Seriously, though, Chinua is amazing, and he did gather quite a crowd. It was really fun. And the great thing about Southern California is that everyone is so laid back. The fire department showed up to keep an eye on things, but no one asked him to stop.
My son, while trying to eat a hot potsticker, said very seriously, "It's not hot on my white teeth, only on my gum teeth." These are the moments when I am very proud to be his mother.
Yesterday we went to Mexico, and it was a combination of being the best experience that I've had in a long, long, time, and being a day of me trying to get away from myself. Like that Innocence Mission song, Going Away
"I hope some other time/
I won't care so much about/
being understood as I do now/
I would leave myself and go away/
I would like to follow you away."
I was looking around and loving where I was, loving my beautiful family, loving Mexico, loving the beach and the taco stand and my husband who can get along well enough in Spanish with a good enough accent that people take him to know it fluently, and the train of conversation takes off, with him clinging to the sides. I loved Mexico from the first day I was there, seven years ago, and my innocent, pre-India self was amazed and intrigued by the messiness of the streets and the pinned-together houses. Chinua and I, longing to leave America for a while and travel, drank it in like thirsty sailors.

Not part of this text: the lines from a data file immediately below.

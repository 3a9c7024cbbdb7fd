//! Process-wide dispatch counters.
//!
//! The dispatcher bumps these without logging; [`Metrics::flush`] reports
//! them all in one `info!` line, which the CLI does before exiting.

use std::sync::atomic::{AtomicU64, Ordering};

/// Shared by every dispatcher in the process.
pub static METRICS: Metrics = Metrics::new();

/// Atomic counters, one per dispatch decision.
pub struct Metrics {
    payloads_received: AtomicU64,
    events_published: AtomicU64,
    events_unhandled: AtomicU64,
    events_suppressed: AtomicU64,
    bus_failures: AtomicU64,
}

impl Default for Metrics {
    fn default() -> Self {
        Self::new()
    }
}

/// Point-in-time copy of every counter.
#[derive(Debug, Clone, Copy, PartialEq, Eq, Default)]
pub struct MetricsSnapshot {
    pub payloads_received: u64,
    pub events_published: u64,
    pub events_unhandled: u64,
    pub events_suppressed: u64,
    pub bus_failures: u64,
}

impl Metrics {
    pub const fn new() -> Self {
        Self {
            payloads_received: AtomicU64::new(0),
            events_published: AtomicU64::new(0),
            events_unhandled: AtomicU64::new(0),
            events_suppressed: AtomicU64::new(0),
            bus_failures: AtomicU64::new(0),
        }
    }

    pub fn inc_received(&self) {
        self.payloads_received.fetch_add(1, Ordering::Relaxed);
    }

    pub fn inc_published(&self) {
        self.events_published.fetch_add(1, Ordering::Relaxed);
    }

    pub fn inc_unhandled(&self) {
        self.events_unhandled.fetch_add(1, Ordering::Relaxed);
    }

    pub fn inc_suppressed(&self) {
        self.events_suppressed.fetch_add(1, Ordering::Relaxed);
    }

    pub fn inc_bus_failures(&self) {
        self.bus_failures.fetch_add(1, Ordering::Relaxed);
    }

    pub fn snapshot(&self) -> MetricsSnapshot {
        MetricsSnapshot {
            payloads_received: self.payloads_received.load(Ordering::Relaxed),
            events_published: self.events_published.load(Ordering::Relaxed),
            events_unhandled: self.events_unhandled.load(Ordering::Relaxed),
            events_suppressed: self.events_suppressed.load(Ordering::Relaxed),
            bus_failures: self.bus_failures.load(Ordering::Relaxed),
        }
    }

    /// Log the current snapshot.
    pub fn flush(&self) {
        let s = self.snapshot();
        tracing::info!(
            metric = "flush",
            payloads_received = s.payloads_received,
            events_published = s.events_published,
            events_unhandled = s.events_unhandled,
            events_suppressed = s.events_suppressed,
            bus_failures = s.bus_failures,
        );
    }

    /// Zero every counter.
    pub fn reset(&self) {
        self.payloads_received.store(0, Ordering::Relaxed);
        self.events_published.store(0, Ordering::Relaxed);
        self.events_unhandled.store(0, Ordering::Relaxed);
        self.events_suppressed.store(0, Ordering::Relaxed);
        self.bus_failures.store(0, Ordering::Relaxed);
    }
}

But there it was, the anxiety, that knot in my gut that never left, the tension in my neck that curled around my spine and yanked, the sick feeling that had me in tears a few times. I hate myself like this. I don't know how to love myself like this, and even worse, I don't know how to believe that God loves me like this.

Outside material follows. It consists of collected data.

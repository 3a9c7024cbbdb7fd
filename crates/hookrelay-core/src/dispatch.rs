//! Dispatcher: the composition root of the relay.
//!
//! For each raw payload, in this fixed order:
//! 1. classify → `(actionName, eventKey)`
//! 2. reduce → canonical payload, or the reason there is none
//! 3. for package payloads, check provenance with the package gate
//!
//! [`Dispatcher::route`] does all of that synchronously and without side
//! effects. [`Dispatcher::dispatch`] logs the decision and publishes to the
//! [`EventBus`]. Nothing about a payload's shape ever becomes an error; only
//! bus and serialization failures do.

use std::sync::Arc;

use serde_json::Value;
use tracing::{debug, Instrument};

use crate::bus::EventBus;
use crate::classify::{Classification, Classifier};
use crate::config::RelayConfig;
use crate::domain::{CanonicalEvent, CanonicalPayload, DispatchError};
use crate::flatten::strip_fields_by_key_markers;
use crate::metrics::METRICS;
use crate::obs::{
    dispatch_span, emit_bus_error, emit_event_published, emit_event_suppressed,
    emit_event_unhandled,
};
use crate::package_gate::evaluate_package;
use crate::reduce::try_reduce;

/// What should happen to a routed event.
#[derive(Debug, Clone, PartialEq, Eq)]
pub enum Decision {
    Publish,
    /// No canonical payload; `reason` explains why.
    Unhandled { reason: String },
    /// Package provenance check failed.
    Suppressed { reason: String },
}

/// A classified, reduced and checked payload.
#[derive(Debug, Clone, PartialEq)]
pub struct Route {
    pub event: CanonicalEvent,
    /// `"<provider>.<eventKey>.<actionName>"`.
    pub name: String,
    pub decision: Decision,
}

/// What [`Dispatcher::dispatch`] did with a payload.
#[derive(Debug, Clone, PartialEq, Eq)]
pub enum DispatchOutcome {
    /// `digest` is the SHA-256 of the published canonical event.
    Published { name: String, digest: String },
    /// `emitted` is true when a `null`-payload event was still published.
    Unhandled { name: String, emitted: bool },
    Suppressed { name: String },
}

impl DispatchOutcome {
    pub fn name(&self) -> &str {
        match self {
            DispatchOutcome::Published { name, .. }
            | DispatchOutcome::Unhandled { name, .. }
            | DispatchOutcome::Suppressed { name } => name,
        }
    }
}

pub struct Dispatcher<B: EventBus> {
    bus: Arc<B>,
    config: RelayConfig,
    classifier: Classifier,
}

impl<B: EventBus> Dispatcher<B> {
    pub fn new(bus: Arc<B>, config: RelayConfig) -> Self {
        let classifier = Classifier::new(config.key_strategy);
        Self {
            bus,
            config,
            classifier,
        }
    }

    pub fn config(&self) -> &RelayConfig {
        &self.config
    }

    pub fn bus(&self) -> &Arc<B> {
        &self.bus
    }

    /// Classify, reduce and check `raw` without publishing anything.
    pub fn route(&self, raw: &Value) -> Route {
        let Classification {
            action_name,
            event_key,
        } = self.classifier.classify(raw);

        let (payload, decision) = match try_reduce(event_key.as_deref().unwrap_or_default(), raw)
        {
            Ok(payload) => {
                let decision = match payload.as_package().map(evaluate_package) {
                    Some(verdict) if !verdict.passed => Decision::Suppressed {
                        reason: verdict.reason().unwrap_or_default(),
                    },
                    _ => Decision::Publish,
                };
                (Some(payload), decision)
            }
            Err(err) => (
                None,
                Decision::Unhandled {
                    reason: err.to_string(),
                },
            ),
        };

        let event = CanonicalEvent::new(action_name, event_key, payload);
        let name = event.event_name(&self.config.provider);
        Route {
            event,
            name,
            decision,
        }
    }

    /// The JSON handed to the bus for `payload`, with configured markers stripped.
    pub fn outgoing(&self, payload: &CanonicalPayload) -> Result<Value, DispatchError> {
        let value = payload.to_value()?;
        Ok(strip_fields_by_key_markers(
            &value,
            &self.config.strip_markers,
            &self.config.delimiter,
        ))
    }

    /// Route `raw` and act on the decision.
    ///
    /// # Errors
    ///
    /// - `DispatchError::Bus`: the bus rejected a publish.
    /// - `DispatchError::Serialization`: a canonical payload or its digest input
    ///   failed to serialize; nothing is published.
    pub async fn dispatch(&self, raw: &Value) -> Result<DispatchOutcome, DispatchError> {
        METRICS.inc_received();
        let route = self.route(raw);
        let span = dispatch_span(&route.name);
        self.act(route).instrument(span).await
    }

    async fn act(&self, route: Route) -> Result<DispatchOutcome, DispatchError> {
        let Route {
            event,
            name,
            decision,
        } = route;

        match decision {
            Decision::Publish => {
                let Some(payload) = event.payload.as_ref() else {
                    return Ok(DispatchOutcome::Unhandled {
                        name,
                        emitted: false,
                    });
                };
                let body = self.outgoing(payload)?;
                let digest = event.digest()?;
                self.publish(&name, body).await?;
                emit_event_published(&name, &digest);
                METRICS.inc_published();
                Ok(DispatchOutcome::Published { name, digest })
            }
            Decision::Unhandled { reason } => {
                let emitted = self.config.emit_unhandled;
                emit_event_unhandled(&name, &reason, emitted);
                METRICS.inc_unhandled();
                if emitted {
                    self.publish(&name, Value::Null).await?;
                }
                Ok(DispatchOutcome::Unhandled { name, emitted })
            }
            Decision::Suppressed { reason } => {
                emit_event_suppressed(&name, &reason);
                METRICS.inc_suppressed();
                Ok(DispatchOutcome::Suppressed { name })
            }
        }
    }

    async fn publish(&self, name: &str, body: Value) -> Result<(), DispatchError> {
        debug!(event_name = %name, "publishing");
        if let Err(err) = self.bus.publish(name, body).await {
            emit_bus_error(name, &err);
            METRICS.inc_bus_failures();
            return Err(err.into());
        }
        Ok(())
    }
}

#[cfg(test)]
mod tests {
    use super::*;
    use crate::bus::MemoryEventBus;
    use serde_json::json;

    fn dispatcher(config: RelayConfig) -> Dispatcher<MemoryEventBus> {
        Dispatcher::new(Arc::new(MemoryEventBus::new()), config)
    }

    #[test]
    fn route_unknown_shape_is_unhandled() {
        let route = dispatcher(RelayConfig::default()).route(&json!({"foo": 1, "bar": 2}));
        assert_eq!(route.name, "github.foo.foo");
        assert!(route.event.is_unhandled());
        assert!(matches!(route.decision, Decision::Unhandled { .. }));
    }

    #[test]
    fn route_malformed_input_is_unhandled() {
        let route = dispatcher(RelayConfig::default()).route(&json!("not an object"));
        assert_eq!(route.name, "github.unknown.unknown");
        assert_eq!(
            route.decision,
            Decision::Unhandled {
                reason: "payload is not an object".into()
            }
        );
    }

    #[test]
    fn route_uses_configured_provider() {
        let d = dispatcher(RelayConfig::default().with_provider("gitea"));
        let route = d.route(&json!({"action": "created", "repository": {"full_name": "a/b"}}));
        assert_eq!(route.name, "gitea.repository.created");
        assert_eq!(route.decision, Decision::Publish);
    }

    #[test]
    fn outgoing_strips_configured_markers() {
        let d = dispatcher(RelayConfig::default().with_strip_marker("_url"));
        let route = d.route(&json!({
            "action": "opened",
            "pull_request": {"title": "t", "url": "u", "html_url": "h"}
        }));
        let body = d
            .outgoing(route.event.payload.as_ref().expect("payload"))
            .expect("outgoing");
        assert_eq!(body["title"], "t");
        assert_eq!(body["url"], "u");
        assert!(body.get("html_url").is_none());
    }

    #[tokio::test]
    async fn unhandled_is_published_when_configured() {
        let d = dispatcher(RelayConfig::default().with_emit_unhandled(true));
        let outcome = d.dispatch(&json!({"zen": "hi"})).await.expect("dispatch");
        assert_eq!(
            outcome,
            DispatchOutcome::Unhandled {
                name: "github.zen.zen".into(),
                emitted: true
            }
        );
        let events = d.bus().events().await;
        assert_eq!(events.len(), 1);
        assert_eq!(events[0].payload, Value::Null);
    }

    #[tokio::test]
    async fn published_outcome_carries_event_digest() {
        let d = dispatcher(RelayConfig::default());
        let raw = json!({"action": "created", "sender": {"login": "octocat"}});
        let expected = d.route(&raw).event.digest().expect("digest");

        let outcome = d.dispatch(&raw).await.expect("dispatch");
        let DispatchOutcome::Published { name, digest } = outcome else {
            panic!("expected publish");
        };
        assert_eq!(name, "github.sender.created");
        assert_eq!(digest, expected);
        assert_eq!(digest.len(), 64);
    }

    #[tokio::test]
    async fn bus_failure_is_returned() {
        let d = dispatcher(RelayConfig::default());
        d.bus().close();
        let err = d
            .dispatch(&json!({"sender": {"login": "octocat"}}))
            .await
            .unwrap_err();
        assert!(matches!(err, DispatchError::Bus(_)));
    }
}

And then I went swimming, by myself, while the kids and their superstar dad made a sandcastle on the beach. And I stood in the waves and was knocked off of my feet again and again, and I thought, yes, this is how it feels, this is why I never catch my breath. I pretended that the waves were my fear and my loneliness, pretended that if I could just stay standing I would beat all this, that I would feel like Rae again, like that teenage self who can scream and shriek in delight. And then I let myself be carried for a while, and I was tired, and I wondered if I could let go enough to let the waves of this great fear hit me, yet still see the sunset, like I was seeing it around me, the sherbet colors, the sparkly horizon. And I rested, and watched the silhouetted fishing boats with their circles of birds.